AI in social media marketing is inevitable at this point. The volume of social content required from publishers is more than most are capable of creating on a consistent basis. The most reasonable fix is to relieve the pressure on a frustrated staff by handing things off to automation.
Enter: AI. Good automation can be a game changer, and there are a lot of places you can use it effectively.
Why you need AI in social marketing
Can a single human mind organize all this? There’s no way limited human capacity can process this much data. Social media platforms use invisible algorithms built on Artificial Intelligence to keep up.
Two tasks that AI can start taking over for you NOW
1. Schedule your posts efficiently.
Unless you can afford a 24/7 team that never takes a day off (or a constantly rotating pool of social media managers), you must schedule your posts in advance. Instead, you can use AI to make these decisions based on every past interaction you have accumulated. Then, the same AI can implement these decisions or offer suggestions for your human staff whenever there is room for increased efficiency.

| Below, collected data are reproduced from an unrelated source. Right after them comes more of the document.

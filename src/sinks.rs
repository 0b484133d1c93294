//! Where the engine reports to
//!
//! Both sinks are fire-and-forget: implementations swallow their own failures
//! so reporting can never break a run.

use crate::dom::Page;
use serde::Serialize;
use std::fmt;
use std::panic::Location;
use std::path::{Path, PathBuf};
use std::time::{Duration, Instant};

/// Source location of the engine code that reported a failure
#[derive(Debug, Clone, Serialize, PartialEq)]
pub struct CallerInfo {
    pub file: String,
    pub line: u32,
}

impl From<&Location<'_>> for CallerInfo {
    fn from(location: &Location<'_>) -> Self {
        Self {
            file: location.file().to_string(),
            line: location.line(),
        }
    }
}

/// What the engine was doing when something failed
#[derive(Debug, Clone, Default, Serialize, PartialEq)]
pub struct ExceptionContext {
    pub operation: String,
    #[serde(skip_serializing_if = "Option::is_none")]
    pub locator: Option<String>,
    #[serde(skip_serializing_if = "Option::is_none")]
    pub timeout_ms: Option<u64>,
    #[serde(skip_serializing_if = "Option::is_none")]
    pub page_url: Option<String>,
    #[serde(skip_serializing_if = "Option::is_none")]
    pub caller: Option<CallerInfo>,
    /// Saved screenshot, or why taking one failed
    #[serde(skip_serializing_if = "Option::is_none")]
    pub screenshot: Option<Screenshot>,
}

#[derive(Debug, Clone, Serialize, PartialEq)]
#[serde(rename_all = "snake_case")]
pub enum Screenshot {
    Saved(PathBuf),
    Failed(String),
}

impl ExceptionContext {
    /// Context for `operation`, recording the caller's location
    #[track_caller]
    pub fn new(operation: impl Into<String>) -> Self {
        Self {
            operation: operation.into(),
            caller: Some(Location::caller().into()),
            ..Default::default()
        }
    }

    /// Builder method: set the locator involved
    pub fn locator(mut self, locator: impl fmt::Display) -> Self {
        self.locator = Some(locator.to_string());
        self
    }

    /// Builder method: set the timeout involved
    pub fn timeout_ms(mut self, timeout_ms: u64) -> Self {
        self.timeout_ms = Some(timeout_ms);
        self
    }

    /// Builder method: set the page URL
    pub fn page_url(mut self, url: Option<String>) -> Self {
        self.page_url = url;
        self
    }

    /// Builder method: attach a screenshot outcome
    pub fn screenshot(mut self, screenshot: Option<Screenshot>) -> Self {
        self.screenshot = screenshot;
        self
    }
}

/// Saves viewport screenshots for exception reports, at most one per
/// [`ScreenshotRecorder::MIN_INTERVAL`]
#[derive(Debug, Clone)]
pub struct ScreenshotRecorder {
    dir: PathBuf,
    last: Option<Instant>,
}

impl ScreenshotRecorder {
    pub const MIN_INTERVAL: Duration = Duration::from_millis(1500);

    pub fn new(dir: impl Into<PathBuf>) -> Self {
        Self { dir: dir.into(), last: None }
    }

    pub fn dir(&self) -> &Path {
        &self.dir
    }

    /// `None` when rate limited. A failed capture is reported, not raised.
    pub fn capture<P: Page + ?Sized>(&mut self, page: &P, reason: &str) -> Option<Screenshot> {
        let now = Instant::now();
        if self.last.is_some_and(|last| now.duration_since(last) < Self::MIN_INTERVAL) {
            return None;
        }
        self.last = Some(now);

        let name = format!(
            "page_{}_{}.png",
            chrono::Local::now().format("%Y%m%d_%H%M%S_%f"),
            file_stem(reason)
        );
        let path = self.dir.join(name);
        let saved = page.screenshot().and_then(|png| {
            std::fs::create_dir_all(&self.dir)?;
            std::fs::write(&path, png)?;
            Ok(())
        });
        Some(match saved {
            Ok(()) => Screenshot::Saved(path),
            Err(e) => {
                log::warn!("screenshot for {:?} failed: {}", reason, e);
                Screenshot::Failed(e.to_string())
            }
        })
    }
}

fn file_stem(reason: &str) -> String {
    let stem: String = reason
        .trim()
        .chars()
        .map(|c| if c.is_ascii_alphanumeric() || matches!(c, '-' | '_' | '.') { c } else { '_' })
        .take(80)
        .collect();
    if stem.is_empty() { "error".to_string() } else { stem }
}

/// Receives failures worth keeping for later inspection
pub trait ExceptionSink {
    fn log_exception(&self, error: &dyn std::error::Error, context: &ExceptionContext);
}

#[derive(Debug, Clone, Copy, PartialEq, Eq, Serialize)]
#[serde(rename_all = "snake_case")]
pub enum NotificationKind {
    Success,
    Failure,
    Info,
}

/// Receives the end-of-run message
pub trait NotificationSink {
    fn notify(&self, title: &str, message: &str, kind: NotificationKind);
}

/// Writes exceptions to the `log` facade as one JSON line each
#[derive(Debug, Default, Clone, Copy)]
pub struct LogExceptionSink;

impl ExceptionSink for LogExceptionSink {
    fn log_exception(&self, error: &dyn std::error::Error, context: &ExceptionContext) {
        let context = serde_json::to_string(context).unwrap_or_else(|e| format!("<unserializable context: {}>", e));
        log::error!(target: "proposal_rpa::exceptions", "{} | context={}", error, context);
    }
}

/// Writes notifications to the `log` facade
#[derive(Debug, Default, Clone, Copy)]
pub struct LogNotifier;

impl NotificationSink for LogNotifier {
    fn notify(&self, title: &str, message: &str, kind: NotificationKind) {
        match kind {
            NotificationKind::Failure => log::error!(target: "proposal_rpa::notify", "{}: {}", title, message),
            _ => log::info!(target: "proposal_rpa::notify", "{}: {}", title, message),
        }
    }
}

#[cfg(test)]
mod tests {
    use super::*;

    #[test]
    fn test_context_records_caller() {
        let ctx = ExceptionContext::new("find element")
            .locator("css:.selected-tab")
            .timeout_ms(500)
            .page_url(Some("https://app.example/list".to_string()));

        let caller = ctx.caller.clone().unwrap();
        assert!(caller.file.ends_with("sinks.rs"));
        assert!(caller.line > 0);

        let json = serde_json::to_value(&ctx).unwrap();
        assert_eq!(json["operation"], "find element");
        assert_eq!(json["locator"], "css:.selected-tab");
        assert_eq!(json["timeout_ms"], 500);
        assert!(json.get("screenshot").is_none());
    }

    #[test]
    fn test_screenshot_rate_limited() {
        let dir = tempfile::tempdir().unwrap();
        let page = crate::dom::memory::MemoryPage::new();
        let mut recorder = ScreenshotRecorder::new(dir.path().join("shots"));

        let first = recorder.capture(&page, "click control/42").unwrap();
        let Screenshot::Saved(path) = first else {
            panic!("expected a saved screenshot, got {first:?}");
        };
        assert!(path.file_name().unwrap().to_string_lossy().ends_with("_click_control_42.png"));
        assert!(std::fs::read(&path).unwrap().starts_with(b"\x89PNG"));

        assert!(recorder.capture(&page, "scroll").is_none());
    }

    #[test]
    fn test_screenshot_failure_is_recorded() {
        let dir = tempfile::tempdir().unwrap();
        let page = crate::dom::memory::MemoryPage::new();
        page.disconnect();

        let shot = ScreenshotRecorder::new(dir.path()).capture(&page, "").unwrap();
        assert!(matches!(shot, Screenshot::Failed(_)));
        assert_eq!(file_stem("  "), "error");
    }

    #[test]
    fn test_log_sinks_never_panic() {
        let err = std::io::Error::other("boom");
        LogExceptionSink.log_exception(&err, &ExceptionContext::new("scroll"));
        LogNotifier.notify("done", "sent 0", NotificationKind::Info);
    }
}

2. Track the public’s emotions
The next step if figuring out how to track the effectiveness and how much you can spend. Usually, this is measured by examining conversion and click-through rates. However, not all types of clout can be measured through sales – and never is this as accurate as in the publishing industry.
Emotion AI is a new form of analyzing the reactions and feelings of your readers. It uses AI-powered natural language processing to see what’s on your readers’ minds based on their comments and sharing behavior.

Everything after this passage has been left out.